ACTIVITY ->
The output should be all entries, each matching the original exactly.

Saved data entries:
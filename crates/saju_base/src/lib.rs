//! Pure four-pillars arithmetic on top of the calendar tables.
//!
//! This crate provides:
//! - The 10 stems, 12 branches, and the 60-pair sexagenary cycle
//! - Year, month, day, and hour pillar derivation
//! - Ten-year luck-cycle generation
//! - Five-element classification and tally
//!
//! Everything here is a deterministic function of its arguments; table
//! lookups happen in `saju_calendar` and are passed in.

pub mod element;
pub mod ganji;
pub mod luck;
pub mod pillar;

pub use element::{ALL_ELEMENTS, Element, ElementCount, tally};
pub use ganji::{
    ALL_BRANCHES, ALL_STEMS, Branch, Pillar, Polarity, SEXAGENARY_CYCLE, Sexagenary, Stem,
    branch_at, sexagenary_at, stem_at,
};
pub use luck::{
    DEFAULT_LUCK_CYCLE_LEN, Direction, LuckCycle, LuckCycleEntry, LuckCycleIter, LuckCycleRule,
    MAX_LUCK_CYCLE_LEN, Sex, YEARS_PER_LUCK_CYCLE, flat_start_index, generate,
    start_age_from_days,
};
pub use pillar::{
    DAY_PILLAR_EPOCH_DAYS_FROM_CE, DAY_PILLAR_EPOCH_YMD, MonthStemRule, day_pillar,
    hour_branch_index, hour_pillar, month_cycle_year, month_pillar, year_pillar,
};
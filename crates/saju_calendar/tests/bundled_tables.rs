//! Integration tests against the bundled reference tables in `data/`.
//!
//! Golden values are published Korean almanac dates (설날, 윤달, 입춘).

use std::path::PathBuf;

use saju_calendar::{
    CalendarError, ErrorKind, LunarDate, LunarTable, SolarTerm, SolarTermTable, civil_date,
};

fn data_path(name: &str) -> PathBuf {
    PathBuf::from(env!("CARGO_MANIFEST_DIR"))
        .join("../../data")
        .join(name)
}

fn lunar_table() -> LunarTable {
    LunarTable::load(&data_path("lunar_table.csv")).expect("bundled lunar table")
}

fn term_table() -> SolarTermTable {
    SolarTermTable::load(&data_path("24solar_terms.json")).expect("bundled term table")
}

#[test]
fn lunar_table_covers_1980_through_2030() {
    let t = lunar_table();
    let (first, last) = t.coverage().unwrap();
    assert_eq!(first, civil_date(1980, 1, 1).unwrap());
    assert_eq!(last, civil_date(2030, 12, 31).unwrap());
    assert_eq!(t.len(), 18_628);
}

#[test]
fn seollal_dates() {
    let t = lunar_table();
    for (y, m, d) in [(1985, 2, 20), (1990, 1, 27), (2000, 2, 5), (2024, 2, 10)] {
        let lunar = t.solar_to_lunar(civil_date(y, m, d).unwrap()).unwrap();
        assert_eq!(lunar, LunarDate::new(y, 1, 1, false), "설날 {y}");
    }
}

#[test]
fn scenario_birthdate_converts() {
    let t = lunar_table();
    let lunar = t.solar_to_lunar(civil_date(1990, 5, 10).unwrap()).unwrap();
    assert_eq!(lunar, LunarDate::new(1990, 4, 16, false));
}

#[test]
fn conversion_is_stable() {
    let t = lunar_table();
    let date = civil_date(2004, 3, 21).unwrap();
    let a = t.solar_to_lunar(date).unwrap();
    let b = t.solar_to_lunar(date).unwrap();
    assert_eq!(a, b);
    assert_eq!(t.lunar_to_solar(a).unwrap(), date);
}

#[test]
fn leap_fifth_month_1990() {
    let t = lunar_table();
    let lunar = t.solar_to_lunar(civil_date(1990, 6, 23).unwrap()).unwrap();
    assert_eq!(lunar, LunarDate::new(1990, 5, 1, true));
}

#[test]
fn leap_fourth_month_2020() {
    let t = lunar_table();
    let lunar = t.solar_to_lunar(civil_date(2020, 5, 23).unwrap()).unwrap();
    assert_eq!(lunar, LunarDate::new(2020, 4, 1, true));
}

#[test]
fn out_of_range_is_hard_miss() {
    let t = lunar_table();
    let err = t.solar_to_lunar(civil_date(1979, 12, 31).unwrap()).unwrap_err();
    assert!(matches!(err, CalendarError::SolarDateNotInTable(_)));
    assert_eq!(err.kind(), ErrorKind::NotFound);
}

#[test]
fn term_table_years() {
    let t = term_table();
    let years: Vec<i32> = t.years().collect();
    assert_eq!(years.first(), Some(&1980));
    assert_eq!(years.last(), Some(&2030));
    assert_eq!(years.len(), 51);
}

#[test]
fn ipchun_1990_governs_its_own_date() {
    let t = term_table();
    let e = t.term_for(civil_date(1990, 2, 4).unwrap()).unwrap();
    assert_eq!(e.term, SolarTerm::Ipchun);
    assert_eq!(e.term.month_branch_index(), 2);
}

#[test]
fn may_1990_governed_by_ipha() {
    let t = term_table();
    let e = t.term_for(civil_date(1990, 5, 10).unwrap()).unwrap();
    assert_eq!(e.term, SolarTerm::Ipha);
    assert_eq!(e.date, civil_date(1990, 5, 6).unwrap());
}

#[test]
fn day_before_first_term_defaults_to_ipchun() {
    let t = term_table();
    // 소한 1990 falls on Jan 5.
    let e = t.term_for(civil_date(1990, 1, 4).unwrap()).unwrap();
    assert_eq!(e.term, SolarTerm::Ipchun);
    assert_eq!(e.date, civil_date(1990, 2, 4).unwrap());
}

#[test]
fn year_outside_term_table() {
    let t = term_table();
    assert_eq!(
        t.term_for(civil_date(1975, 6, 1).unwrap()),
        Err(CalendarError::YearNotInTable(1975))
    );
}

#[test]
fn sectional_neighbours_of_scenario_date() {
    let t = term_table();
    let date = civil_date(1990, 5, 10).unwrap();
    let next = t.next_sectional_after(date).unwrap();
    assert_eq!(next.term, SolarTerm::Mangjong);
    assert_eq!(next.date, civil_date(1990, 6, 6).unwrap());
    let prev = t.last_sectional_on_or_before(date).unwrap();
    assert_eq!(prev.term, SolarTerm::Ipha);
}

ANSWER SECTION ->
filename crates/saju_base/src/lib.rs
//! Pure four-pillars arithmetic on top of the calendar tables.
//!
//! This crate provides:
//! - The 10 stems, 12 branches, and the 60-pair sexagenary cycle
//! - Year, month, day, and hour pillar derivation
//! - Ten-year luck-cycle generation
//! - Five-element classification and tally
//!
//! Everything here is a deterministic function of its arguments; table
//! lookups happen in `saju_calendar` and are passed in.

pub mod element;
pub mod ganji;
pub mod luck;
pub mod pillar;

pub use element::{ALL_ELEMENTS, Element, ElementCount, tally};
pub use ganji::{
    ALL_BRANCHES, ALL_STEMS, Branch, Pillar, Polarity, SEXAGENARY_CYCLE, Sexagenary, Stem,
    branch_at, sexagenary_at, stem_at,
};
pub use luck::{
    DEFAULT_LUCK_CYCLE_LEN, Direction, LuckCycle, LuckCycleEntry, LuckCycleIter, LuckCycleRule,
    MAX_LUCK_CYCLE_LEN, Sex, YEARS_PER_LUCK_CYCLE, flat_start_index, generate,
    start_age_from_days,
};
pub use pillar::{
    DAY_PILLAR_EPOCH_DAYS_FROM_CE, DAY_PILLAR_EPOCH_YMD, MonthStemRule, day_pillar,
    hour_branch_index, hour_pillar, month_cycle_year, month_pillar, year_pillar,
};
filename crates/saju_calendar/tests/bundled_tables.rs
//! Integration tests against the bundled reference tables in `data/`.
//!
//! Golden values are published Korean almanac dates (설날, 윤달, 입춘).

use std::path::PathBuf;

use saju_calendar::{
    CalendarError, ErrorKind, LunarDate, LunarTable, SolarTerm, SolarTermTable, civil_date,
};

fn data_path(name: &str) -> PathBuf {
    PathBuf::from(env!("CARGO_MANIFEST_DIR"))
        .join("../../data")
        .join(name)
}

fn lunar_table() -> LunarTable {
    LunarTable::load(&data_path("lunar_table.csv")).expect("bundled lunar table")
}

fn term_table() -> SolarTermTable {
    SolarTermTable::load(&data_path("24solar_terms.json")).expect("bundled term table")
}

#[test]
fn lunar_table_covers_1980_through_2030() {
    let t = lunar_table();
    let (first, last) = t.coverage().unwrap();
    assert_eq!(first, civil_date(1980, 1, 1).unwrap());
    assert_eq!(last, civil_date(2030, 12, 31).unwrap());
    assert_eq!(t.len(), 18_628);
}

#[test]
fn seollal_dates() {
    let t = lunar_table();
    for (y, m, d) in [(1985, 2, 20), (1990, 1, 27), (2000, 2, 5), (2024, 2, 10)] {
        let lunar = t.solar_to_lunar(civil_date(y, m, d).unwrap()).unwrap();
        assert_eq!(lunar, LunarDate::new(y, 1, 1, false), "설날 {y}");
    }
}

#[test]
fn scenario_birthdate_converts() {
    let t = lunar_table();
    let lunar = t.solar_to_lunar(civil_date(1990, 5, 10).unwrap()).unwrap();
    assert_eq!(lunar, LunarDate::new(1990, 4, 16, false));
}

#[test]
fn conversion_is_stable() {
    let t = lunar_table();
    let date = civil_date(2004, 3, 21).unwrap();
    let a = t.solar_to_lunar(date).unwrap();
    let b = t.solar_to_lunar(date).unwrap();
    assert_eq!(a, b);
    assert_eq!(t.lunar_to_solar(a).unwrap(), date);
}

#[test]
fn leap_fifth_month_1990() {
    let t = lunar_table();
    let lunar = t.solar_to_lunar(civil_date(1990, 6, 23).unwrap()).unwrap();
    assert_eq!(lunar, LunarDate::new(1990, 5, 1, true));
}

#[test]
fn leap_fourth_month_2020() {
    let t = lunar_table();
    let lunar = t.solar_to_lunar(civil_date(2020, 5, 23).unwrap()).unwrap();
    assert_eq!(lunar, LunarDate::new(2020, 4, 1, true));
}

#[test]
fn out_of_range_is_hard_miss() {
    let t = lunar_table();
    let err = t.solar_to_lunar(civil_date(1979, 12, 31).unwrap()).unwrap_err();
    assert!(matches!(err, CalendarError::SolarDateNotInTable(_)));
    assert_eq!(err.kind(), ErrorKind::NotFound);
}

#[test]
fn term_table_years() {
    let t = term_table();
    let years: Vec<i32> = t.years().collect();
    assert_eq!(years.first(), Some(&1980));
    assert_eq!(years.last(), Some(&2030));
    assert_eq!(years.len(), 51);
}

#[test]
fn ipchun_1990_governs_its_own_date() {
    let t = term_table();
    let e = t.term_for(civil_date(1990, 2, 4).unwrap()).unwrap();
    assert_eq!(e.term, SolarTerm::Ipchun);
    assert_eq!(e.term.month_branch_index(), 2);
}

#[test]
fn may_1990_governed_by_ipha() {
    let t = term_table();
    let e = t.term_for(civil_date(1990, 5, 10).unwrap()).unwrap();
    assert_eq!(e.term, SolarTerm::Ipha);
    assert_eq!(e.date, civil_date(1990, 5, 6).unwrap());
}

#[test]
fn day_before_first_term_defaults_to_ipchun() {
    let t = term_table();
    // 소한 1990 falls on Jan 5.
    let e = t.term_for(civil_date(1990, 1, 4).unwrap()).unwrap();
    assert_eq!(e.term, SolarTerm::Ipchun);
    assert_eq!(e.date, civil_date(1990, 2, 4).unwrap());
}

#[test]
fn year_outside_term_table() {
    let t = term_table();
    assert_eq!(
        t.term_for(civil_date(1975, 6, 1).unwrap()),
        Err(CalendarError::YearNotInTable(1975))
    );
}

#[test]
fn sectional_neighbours_of_scenario_date() {
    let t = term_table();
    let date = civil_date(1990, 5, 10).unwrap();
    let next = t.next_sectional_after(date).unwrap();
    assert_eq!(next.term, SolarTerm::Mangjong);
    assert_eq!(next.date, civil_date(1990, 6, 6).unwrap());
    let prev = t.last_sectional_on_or_before(date).unwrap();
    assert_eq!(prev.term, SolarTerm::Ipha);
}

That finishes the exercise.